For some of the sports, like skiing and racket sports, tweets are more concentrated around the respective sporting facilities. Most skiing tweets can be found in the neighbourhoods of Olari, Paloheinä, Leppävaara and Hakunila which maintain good skiing tracks. Racket sports tweets (including tennis, badminton, squash and table tennis) have hotspots in Smash center Myllypuro and Tali tennis center. Water sports tweets (kayaking, rowing and sailing) are distributed evenly along the coast and there is a hotspot in a lake in Nuuksio.


In this study, new information was revealed about the potential factors affecting the number of sports tweets and their distribution in the Helsinki Metropolitan area. Sports tweets are distributed in a similar manner as the population. More sports tweets are likely found where there are more sports facilities per person.

Some sports are over-represented and some others are under-represented in the tweets compared to the number of hobbyists that actually play the sports. Factors that affect the representation on Twitter are the trendiness of the sport, its popularity as a spectator sport, and the age of the hobbyist and their activeness on Twitter. For some types of sports, the tweets distribution correspond to the facilities distribution. For example running and walking are easy to do anywhere but skiers often want a maintained skiing track and racket players prefer a hall with respective courts.
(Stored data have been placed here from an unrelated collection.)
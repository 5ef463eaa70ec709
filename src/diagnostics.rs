//! Verbosity-gated side output: summary logging and image dumps of every stage.

use std::fs;
use std::path::{Path, PathBuf};

use image::{GrayImage, RgbaImage};
use ndarray::*;
use num_traits::Float;

use crate::palette::Palette;
use crate::scaler::data_range;
use crate::{CompositeError, Result};

/// Directory diagnostic files go to unless configured otherwise.
pub const DEFAULT_DIR: &str = "visualization";

/// Intermediate results of one raster. Stages that were not computed are `None`.
pub struct Stages<'a, F: Float> {
    pub original: ArrayView2<'a, F>,
    pub normalized: Option<ArrayView2<'a, F>>,
    pub colored: Option<(ArrayView3<'a, F>, Palette)>,
}

impl<'a, F: Float> Stages<'a, F> {
    pub fn new(original: ArrayView2<'a, F>) -> Stages<'a, F> {
        Stages {
            original,
            normalized: None,
            colored: None,
        }
    }

    pub fn normalized(mut self, normalized: ArrayView2<'a, F>) -> Self {
        self.normalized = Some(normalized);
        self
    }

    pub fn colored(mut self, colored: ArrayView3<'a, F>, palette: Palette) -> Self {
        self.colored = Some((colored, palette));
        self
    }

    /// Logs shape and value range of every present stage at `info` level.
    pub fn log_summary(&self) {
        log_range("Original", self.original);
        if let Some(normalized) = self.normalized {
            log_range("Normalized", normalized);
        }
        if let Some((colored, _)) = self.colored {
            log_range("Colored", colored);
        }
    }
}

pub(crate) fn log_range<F: Float, D: Dimension>(label: &str, array: ArrayView<F, D>) {
    let (lo, hi) = data_range(array.view())
        .map(|(lo, hi)| (to_f64(lo), to_f64(hi)))
        .unwrap_or((f64::NAN, f64::NAN));
    log::info!(
        "[{}] shape: {:?} range: [{}, {}]",
        label,
        array.shape(),
        lo,
        hi
    );
}

/// Writes stages as files into a directory.
#[derive(PartialEq, Eq, Debug, Clone)]
pub struct DiagnosticSink {
    dir: PathBuf,
    prefix: String,
}

impl Default for DiagnosticSink {
    fn default() -> Self {
        DiagnosticSink::new(DEFAULT_DIR)
    }
}

impl DiagnosticSink {
    pub fn new<P: Into<PathBuf>>(dir: P) -> DiagnosticSink {
        DiagnosticSink {
            dir: dir.into(),
            prefix: String::new(),
        }
    }

    /// Same directory, every file name prefixed with `prefix`.
    pub fn with_prefix(&self, prefix: &str) -> DiagnosticSink {
        DiagnosticSink {
            dir: self.dir.clone(),
            prefix: prefix.to_string(),
        }
    }

    pub fn dir(&self) -> &Path {
        &self.dir
    }

    /// Writes `original.npy` and `original.png`, plus `normalized.png` and
    /// `colored_<palette>.png` for the stages present. Returns the written paths.
    pub fn write<F: Float>(&self, stages: &Stages<F>) -> Result<Vec<PathBuf>> {
        fs::create_dir_all(&self.dir)?;
        let mut written = Vec::new();

        let path = self.path("original.npy");
        let raw: Array2<f64> = stages.original.mapv(to_f64);
        ndarray_npy::write_npy(&path, &raw)?;
        written.push(path);

        let path = self.path("original.png");
        gray_image(stages.original, F::one())?.save(&path)?;
        written.push(path);

        if let Some(normalized) = stages.normalized {
            let path = self.path("normalized.png");
            gray_image(normalized, cast(255.0))?.save(&path)?;
            written.push(path);
        }

        if let Some((colored, palette)) = stages.colored {
            let path = self.path(&format!("colored_{}.png", palette));
            rgba_image(colored)?.save(&path)?;
            written.push(path);
        }

        log::info!(
            "wrote {} diagnostic files to {}",
            written.len(),
            self.dir.display()
        );
        Ok(written)
    }

    /// Like [`DiagnosticSink::write`], but failures are only logged.
    pub(crate) fn emit<F: Float>(&self, stages: &Stages<F>) {
        if let Err(e) = self.write(stages) {
            log::warn!("failed to write diagnostics to {}: {}", self.dir.display(), e);
        }
    }

    fn path(&self, name: &str) -> PathBuf {
        self.dir.join(format!("{}{}", self.prefix, name))
    }
}

fn to_f64<F: Float>(v: F) -> f64 {
    v.to_f64().unwrap_or(f64::NAN)
}

fn cast<F: Float>(v: f64) -> F {
    F::from(v).unwrap_or_else(F::one)
}

/// Scales by `gain` and clamps to [0, 255]; NaN becomes 0.
fn to_u8<F: Float>(v: F, gain: F) -> u8 {
    let scaled = to_f64(v * gain);
    if scaled.is_nan() {
        return 0;
    }
    scaled.max(0.0).min(255.0).round() as u8
}

fn gray_image<F: Float>(raster: ArrayView2<F>, gain: F) -> Result<GrayImage> {
    let (height, width) = raster.dim();
    let pixels = raster.iter().map(|&v| to_u8(v, gain)).collect();
    GrayImage::from_raw(width as u32, height as u32, pixels)
        .ok_or(CompositeError::InvalidShape { width, height })
}

fn rgba_image<F: Float>(colored: ArrayView3<F>) -> Result<RgbaImage> {
    let (height, width, _) = colored.dim();
    let gain = cast(255.0);
    let pixels = colored.iter().map(|&v| to_u8(v, gain)).collect();
    RgbaImage::from_raw(width as u32, height as u32, pixels)
        .ok_or(CompositeError::InvalidShape { width, height })
}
The MSc thesis was conducted within the YLLI-project (Equality in suburban physical activity environments / Yhdenvertainen liikunnallinen lähiö) that studies active lifestyles, sports activities and residents’ equal possibilities to access sport facilities and physical activity environments in Finnish suburbans. The project combines researchers from the research group Digital Geography Lab and Geography of Well-being and Education from the University of Helsinki, and researchers from the Social Sciences of Sport, University of Jyväskylä. The Digital Geography Lab is an interdisciplinary research team focusing on spatial Big Data analytics for fair and sustainable societies.